« La mort est en effet une brutalité effrayante ; il est absurde de prétendre le contraire. Elle est brutale non seulement en tant qu’événement physique, mais bien plus encore sur le plan psychique : un être humain nous est arraché, et il ne reste plus que le calme glacial de la mort. Il n’y a plus d’espoir de relation, car tous les ponts ont été brisés d’un seul coup ». ~Carl Jung
Lors d’un dîner entre amis, j’entame une conversation intéressante avec une femme que je n’ai jamais rencontrée auparavant.
La musique joue doucement en arrière-plan tandis que notre conversation aborde de nombreux sujets. Elle commence à me parler d’une situation difficile à laquelle elle a récemment été confrontée et de la manière dont sa sœur l’a soutenue. Je l’écoute attentivement tandis qu’elle s’extasie sur la chance qu’elle a eue.
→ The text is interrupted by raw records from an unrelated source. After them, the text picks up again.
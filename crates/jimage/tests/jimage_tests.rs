mod common;

use common::ImageBuilder;
use just_jimage::{Archive, Header, JImageError};

const OBJECT: &[u8] = &[0xca, 0xfe, 0xba, 0xbe, 0, 0, 0, 61];
const MODULE_INFO: &[u8] = &[0xca, 0xfe, 0xba, 0xbe, 0, 0, 0, 53];

fn java_base() -> Vec<u8> {
    ImageBuilder::new()
        .resource("/java.base/java/lang/Object.class", OBJECT)
        .resource("/java.base/java/lang/String.class", b"string")
        .resource("/java.base/module-info.class", MODULE_INFO)
        .resource("/java.base/java/lang/uniName.dat", b"data")
        .build()
}

fn with_archive(buf: &[u8], f: impl FnOnce(Archive)) {
    common::init();
    f(Archive::parse(buf).unwrap());
}

#[test]
fn test_header_display() {
    let header = Header {
        version: (1, 0),
        flags: 0,
        resource_count: 2,
        table_length: 2,
        attributes_size: 20,
        strings_size: 40,
    };

    assert_eq!(
        format!("{}", header),
        " Major Version:  1\n\
         \x20Minor Version:  0\n\
         \x20Flags:          0\n\
         \x20Resource Count: 2\n\
         \x20Table Length:   2\n\
         \x20Offsets Size:   8\n\
         \x20Redirects Size: 8\n\
         \x20Locations Size: 20\n\
         \x20Strings Size:   40\n\
         \x20Index Size:     104\n"
    );
}

#[test]
fn test_parse_archive_header() {
    let buf = java_base();
    with_archive(&buf, |archive| {
        let header = archive.header();
        assert_eq!(header.version, (1, 0));
        assert_eq!(header.resource_count, 4);
        assert_eq!(header.table_length, 4);
        assert_eq!(archive.len(), 4);

        let payload = OBJECT.len() + 6 + MODULE_INFO.len() + 4;
        assert_eq!(header.index_size() + payload, buf.len());
    });
}

#[test]
fn test_read_resource() {
    with_archive(&java_base(), |archive| {
        let object_class = archive
            .by_name("/java.base/java/lang/Object.class")
            .unwrap();

        assert_eq!("java.base", object_class.module());
        assert_eq!("class", object_class.extension());
        assert_eq!("java/lang", object_class.parent());
        assert_eq!("Object", object_class.base());
        assert_eq!(
            "/java.base/java/lang/Object.class",
            object_class.full_name()
        );
        assert!(object_class.is_class());
        assert!(!object_class.is_compressed());
        assert_eq!(object_class.bytes().unwrap(), OBJECT);
    });
}

#[test]
fn test_resource_without_parent() {
    with_archive(&java_base(), |archive| {
        let module_info = archive.by_name("/java.base/module-info.class").unwrap();

        assert_eq!("java.base", module_info.module());
        assert_eq!("class", module_info.extension());
        assert_eq!("", module_info.parent());
        assert_eq!("module-info", module_info.base());
        assert_eq!("/java.base/module-info.class", module_info.full_name());
        assert_eq!(module_info.bytes().unwrap(), MODULE_INFO);
    });
}

#[test]
fn test_missing_resource() {
    with_archive(&java_base(), |archive| {
        assert!(archive.by_name("/java.base/java/lang/Nope.class").is_none());
        assert!(archive.by_name("/java.base/java/lang/Object").is_none());
        assert!(archive.by_name("/java.base/java/lang/Object.classy").is_none());
        assert!(archive.by_name("").is_none());
    });
}

#[test]
fn test_iterate_resources() {
    with_archive(&java_base(), |archive| {
        let mut names = archive
            .resources()
            .map(|r| r.map(|r| r.full_name()))
            .collect::<Result<Vec<_>, _>>()
            .unwrap();
        names.sort();

        assert_eq!(
            names,
            vec![
                "/java.base/java/lang/Object.class",
                "/java.base/java/lang/String.class",
                "/java.base/java/lang/uniName.dat",
                "/java.base/module-info.class",
            ]
        );

        let classes = archive
            .resources()
            .filter_map(Result::ok)
            .filter(|r| r.is_class())
            .count();
        assert_eq!(classes, 3);
    });
}

#[test]
fn test_every_name_is_found() {
    let mut builder = ImageBuilder::new();
    let names: Vec<String> = (0..64)
        .map(|i| format!("/m{}/p/q/C{}.class", i % 3, i))
        .collect();
    for (i, name) in names.iter().enumerate() {
        builder.resource(name, &[i as u8]);
    }
    let buf = builder.build();

    with_archive(&buf, |archive| {
        for (i, name) in names.iter().enumerate() {
            let resource = archive.by_name(name).unwrap();
            assert_eq!(&resource.full_name(), name);
            assert_eq!(resource.bytes().unwrap(), &[i as u8]);
        }
    });
}

#[test]
fn test_big_endian_image() {
    let buf = ImageBuilder::new()
        .big_endian()
        .resource("/java.base/java/lang/Object.class", OBJECT)
        .resource("/java.base/module-info.class", MODULE_INFO)
        .build();

    with_archive(&buf, |archive| {
        assert_eq!(archive.header().version, (1, 0));
        let object_class = archive
            .by_name("/java.base/java/lang/Object.class")
            .unwrap();
        assert_eq!(object_class.bytes().unwrap(), OBJECT);
    });
}

#[test]
fn test_compressed_resource() {
    let buf = ImageBuilder::new()
        .compressed("/java.base/java/lang/Object.class", b"zipped")
        .build();

    with_archive(&buf, |archive| {
        let object_class = archive
            .by_name("/java.base/java/lang/Object.class")
            .unwrap();
        assert!(object_class.is_compressed());
        assert_eq!(
            object_class.bytes(),
            Err(JImageError::CompressedResource(
                "/java.base/java/lang/Object.class".to_owned()
            ))
        );
    });
}

#[test]
fn test_truncated_payload() {
    let mut buf = java_base();
    buf.truncate(buf.len() - 2);

    with_archive(&buf, |archive| {
        let resource = archive.by_name("/java.base/java/lang/uniName.dat").unwrap();
        assert!(matches!(
            resource.bytes(),
            Err(JImageError::ResourceOutOfBounds { size: 4, .. })
        ));
    });
}

#[test]
fn test_truncated_index() {
    let buf = java_base();
    let header = Archive::parse(&buf).unwrap().header().clone();

    let err = Archive::parse(&buf[..header.index_size() - 1]).unwrap_err();
    assert!(matches!(err, JImageError::Truncated { what: "strings", .. }));
}

#[test]
fn test_invalid_magic() {
    assert_eq!(
        Archive::parse(&[0xca, 0xfe, 0xba, 0xbe, 0, 0, 0, 0]).unwrap_err(),
        JImageError::InvalidMagicIdentifier(0xCAFEBABE)
    );
}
« La vie ne serait pas la même sans elle », me dit-elle en souriant.
Je bois une gorgée de mon vin rouge, ses mots me transpercent le cœur. Il y a un silence et je me demande si c’est le bon moment pour lui dire que moi aussi j’ai une sœur. Mais au lieu de cela, je change doucement de sujet.
Souvent, nous ne savons jamais quelle blessure émotionnelle nous avons rouverte chez les autres. Comment le pourrions-nous ? Les coupures et les meurtrissures de notre propre psyché sont si bien dissimulées derrière des sourires sincères et de faux rires. Je me demande combien de fois j’ai accidentellement blessé les autres en évoquant la chose même qu’ils essaient d’oublier.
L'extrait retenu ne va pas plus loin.